In his last years, I really only knew him through the blog he and his loved ones kept as he journeyed down the lonely, terrifying road of ALS. Of course, his stories show much more than loneliness and fear. There was also a lot of hope and love and a resilient courage under it all. . . . . . . . .

Doug Sikkema
4 minute read

I’m not going to say I was close to him because, really, I wasn’t. After he left the school I only saw him a handful of times at various community events. He would be a bit weaker each time. First it was a slight tremor of the hands, then a general wobbling of the legs. He began using a wheelchair in short order ... or so it seemed to me on the outside. I’m sure each day of that first year was nothing short of a lifetime for him. What would go next?  I couldn’t imagine the terror of losing control over my body and knowing step by step how it would happen. I couldn’t—still can’t—imagine what dark valleys one would wander as the body became an anchor and the mind stayed afloat. This was really the unmaking of a life, and it was on public display.
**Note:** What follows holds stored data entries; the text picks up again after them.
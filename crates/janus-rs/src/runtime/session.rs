//! Vault-backed session attachment and auto-rotation.
//!
//! The layer sits between the dispatcher and the vault client: before the
//! handler runs it resolves the presented token into a [`Session`]; after
//! the handler completes it optionally rotates the token and stamps the
//! fresh one onto the response. A missing, expired, or rotated-out token is
//! never an error: the request just proceeds without a session.

use log::warn;

use crate::models::settings::XemsSettings;
use crate::vault::client::VaultClientError;
use crate::vault::store::VaultError;
use crate::vault::VaultClient;

use super::message::{Request, Response, Session};

/// Session attachment configuration plus the vault connection.
#[derive(Clone)]
pub struct SessionLayer {
    client: VaultClient,
    settings: XemsSettings,
}

impl SessionLayer {
    pub fn new(client: VaultClient, settings: XemsSettings) -> Self {
        Self { client, settings }
    }

    pub fn settings(&self) -> &XemsSettings {
        &self.settings
    }

    pub fn client(&self) -> &VaultClient {
        &self.client
    }

    /// Token presented by the request: header first, cookie second.
    pub fn extract_token(&self, req: &Request) -> Option<String> {
        if let Some(token) = req.header(&self.settings.header_name) {
            return Some(token.to_string());
        }
        req.cookie(&self.settings.cookie_name).map(str::to_string)
    }

    /// Resolves the presented token and attaches the session to the request.
    ///
    /// Vault misses (`NotFound`, `Expired`, `Rotated`) leave the request
    /// session-less; transport failures do the same but are logged, since a
    /// dead sidecar is an operational problem rather than a client one.
    pub async fn attach(&self, req: &mut Request) {
        let Some(token) = self.extract_token(req) else {
            return;
        };
        match self.client.read(&token).await {
            Ok(data) => {
                req.session = Some(Session {
                    token,
                    data: data.into(),
                });
            }
            Err(VaultClientError::Vault(
                VaultError::NotFound | VaultError::Expired | VaultError::Rotated,
            )) => {}
            Err(e) => {
                warn!("Session attach failed, continuing without session: {}", e);
            }
        }
    }

    /// Post-handler rotation: installs a fresh token on the response while
    /// the old one rides out its grace window.
    ///
    /// A concurrent rotation of the same token (`Rotated`) is not an error;
    /// the losing request simply keeps serving the old token, which stays
    /// readable for the grace period.
    pub async fn finalize(&self, req: &Request, res: &mut Response) {
        if !self.settings.auto_rotation {
            return;
        }
        let Some(ref session) = req.session else {
            return;
        };
        match self.client.rotate(&session.token).await {
            Ok(new_token) => self.stamp(res, &new_token),
            Err(VaultClientError::Vault(VaultError::Rotated)) => {}
            Err(VaultClientError::Vault(VaultError::NotFound | VaultError::Expired)) => {}
            Err(e) => warn!("Session rotation failed: {}", e),
        }
    }

    /// Writes the token onto the response as both header and cookie.
    pub fn stamp(&self, res: &mut Response, token: &str) {
        res.set_header(&self.settings.header_name, token);
        res.headers.push((
            "set-cookie".to_string(),
            format!(
                "{}={}; Path=/; HttpOnly; SameSite=Lax",
                self.settings.cookie_name, token
            ),
        ));
    }
}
In his last years, I really only knew him through the blog he and his loved ones kept as he journeyed down the lonely, terrifying road of ALS. Of course, his stories show much more than loneliness and fear. There was also a lot of hope and love and a resilient courage under it all.
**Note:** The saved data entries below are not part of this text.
//! Route registration and the built application.
//!
//! [`AppRouter`] is the mutable registration surface: routes, router-scoped
//! middleware, and sub-router mounts. [`App`] pairs a router with the plugin
//! pipeline; building it compiles everything into the radix table and seals
//! the registration window.

use std::sync::Arc;

use crate::models::settings::PluginPermission;
use crate::plugins::PluginManager;
use crate::routing::{RouteTable, RouterError};

use super::message::{Handler, HandlerChain, Middleware};

/// One registered route before compilation.
struct RouteSpec {
    methods: Vec<String>,
    pattern: String,
    /// Middleware inherited from mounted sub-routers; runs before the
    /// owning router's scoped chain.
    inherited: Vec<Arc<dyn Middleware>>,
    /// Route-specific middleware; runs last before the handler.
    own: Vec<Arc<dyn Middleware>>,
    handler: Arc<dyn Handler>,
    timeout_ms: Option<u64>,
}

/// Compiled leaf stored in the radix table.
#[derive(Clone)]
pub struct RouteEntry {
    pub chain: HandlerChain,
    /// Per-route deadline override, in milliseconds.
    pub timeout_ms: Option<u64>,
}

/// The mutable route registration surface.
///
/// Scoped middleware added with [`use_middleware`] wraps every route this
/// router owns. Mounting a sub-router splices its routes under a prefix;
/// the sub-router's scoped middleware runs ahead of the parent's for those
/// routes.
///
/// [`use_middleware`]: AppRouter::use_middleware
#[derive(Default)]
pub struct AppRouter {
    middleware: Vec<Arc<dyn Middleware>>,
    routes: Vec<RouteSpec>,
}

impl AppRouter {
    pub fn new() -> Self {
        Self::default()
    }

    /// Adds router-scoped middleware.
    pub fn use_middleware(&mut self, middleware: Arc<dyn Middleware>) -> &mut Self {
        self.middleware.push(middleware);
        self
    }

    /// Registers a handler for `methods` on `pattern`.
    pub fn route(
        &mut self,
        methods: &[&str],
        pattern: &str,
        handler: Arc<dyn Handler>,
    ) -> &mut Self {
        self.route_with(methods, pattern, Vec::new(), handler, None)
    }

    /// Full-form registration with route middleware and a timeout override.
    pub fn route_with(
        &mut self,
        methods: &[&str],
        pattern: &str,
        middleware: Vec<Arc<dyn Middleware>>,
        handler: Arc<dyn Handler>,
        timeout_ms: Option<u64>,
    ) -> &mut Self {
        self.routes.push(RouteSpec {
            methods: methods.iter().map(|m| m.to_string()).collect(),
            pattern: pattern.to_string(),
            inherited: Vec::new(),
            own: middleware,
            handler,
            timeout_ms,
        });
        self
    }

    pub fn get(&mut self, pattern: &str, handler: Arc<dyn Handler>) -> &mut Self {
        self.route(&["GET"], pattern, handler)
    }

    pub fn post(&mut self, pattern: &str, handler: Arc<dyn Handler>) -> &mut Self {
        self.route(&["POST"], pattern, handler)
    }

    pub fn put(&mut self, pattern: &str, handler: Arc<dyn Handler>) -> &mut Self {
        self.route(&["PUT"], pattern, handler)
    }

    pub fn delete(&mut self, pattern: &str, handler: Arc<dyn Handler>) -> &mut Self {
        self.route(&["DELETE"], pattern, handler)
    }

    /// Splices `sub` under `prefix`. Sub-router scoped middleware stays
    /// ahead of this router's scoped chain for the spliced routes, so a
    /// mounted API keeps its own interception order.
    pub fn mount(&mut self, prefix: &str, sub: AppRouter) -> &mut Self {
        for mut spec in sub.routes {
            spec.pattern = join_patterns(prefix, &spec.pattern);
            let mut inherited = spec.inherited;
            let mut folded: Vec<Arc<dyn Middleware>> = Vec::new();
            folded.append(&mut inherited);
            folded.extend(sub.middleware.iter().cloned());
            spec.inherited = folded;
            self.routes.push(spec);
        }
        self
    }

    /// Number of registered routes (method multiplicity not counted).
    pub fn route_count(&self) -> usize {
        self.routes.len()
    }

    /// Compiles the registrations into a radix table.
    pub fn build(self) -> Result<RouteTable<RouteEntry>, RouterError> {
        let mut table = RouteTable::new();
        for spec in &self.routes {
            let mut middleware = spec.inherited.clone();
            middleware.extend(self.middleware.iter().cloned());
            middleware.extend(spec.own.iter().cloned());
            let entry = RouteEntry {
                chain: HandlerChain {
                    middleware,
                    handler: Arc::clone(&spec.handler),
                },
                timeout_ms: spec.timeout_ms,
            };
            for method in &spec.methods {
                table.insert(method, &spec.pattern, entry.clone())?;
            }
        }
        Ok(table)
    }
}

fn join_patterns(prefix: &str, pattern: &str) -> String {
    let prefix = prefix.trim_end_matches('/');
    let pattern = pattern.trim_start_matches('/');
    if pattern.is_empty() {
        if prefix.is_empty() {
            "/".to_string()
        } else {
            prefix.to_string()
        }
    } else {
        format!("{}/{}", prefix, pattern)
    }
}

/// An application: routes plus the plugin pipeline, pre-start.
pub struct App {
    pub router: AppRouter,
    pub plugins: PluginManager,
}

/// The immutable, serving-time application.
pub struct BuiltApp {
    pub table: RouteTable<RouteEntry>,
    pub plugins: Arc<PluginManager>,
}

impl App {
    pub fn new(permissions: &[PluginPermission]) -> Self {
        Self {
            router: AppRouter::new(),
            plugins: PluginManager::new(permissions),
        }
    }

    /// Collects plugin routes, seals the pipeline, compiles the table.
    /// After this the registration window is closed for good.
    pub fn build(mut self) -> Result<BuiltApp, RouterError> {
        self.plugins.collect_routes(&mut self.router);
        self.plugins.seal();
        let table = self.router.build()?;
        Ok(BuiltApp {
            table,
            plugins: Arc::new(self.plugins),
        })
    }
}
His name was Jack. He was the principal of the small Christian school where I taught English for several years. He hired me, and I remember how he drove all the way out to our Toronto apartment to have me sign my first teaching contract. He was that kind of guy, at least how I knew him: eager to get things done and excited when they were. For two years he would greet me in the morning with a smile, stop to chat in my office about how things were going, and share stories of the (admittedly wild) days of teaching in a small, rural, Christian school in the late ’70s and early ’80s. He taught class, he ran the school, and what always struck me as most remarkable: he shovelled and salted the snowy walks before the buses arrived. He never seemed above this menial job; in fact, I think he loved doing it more than lots of things.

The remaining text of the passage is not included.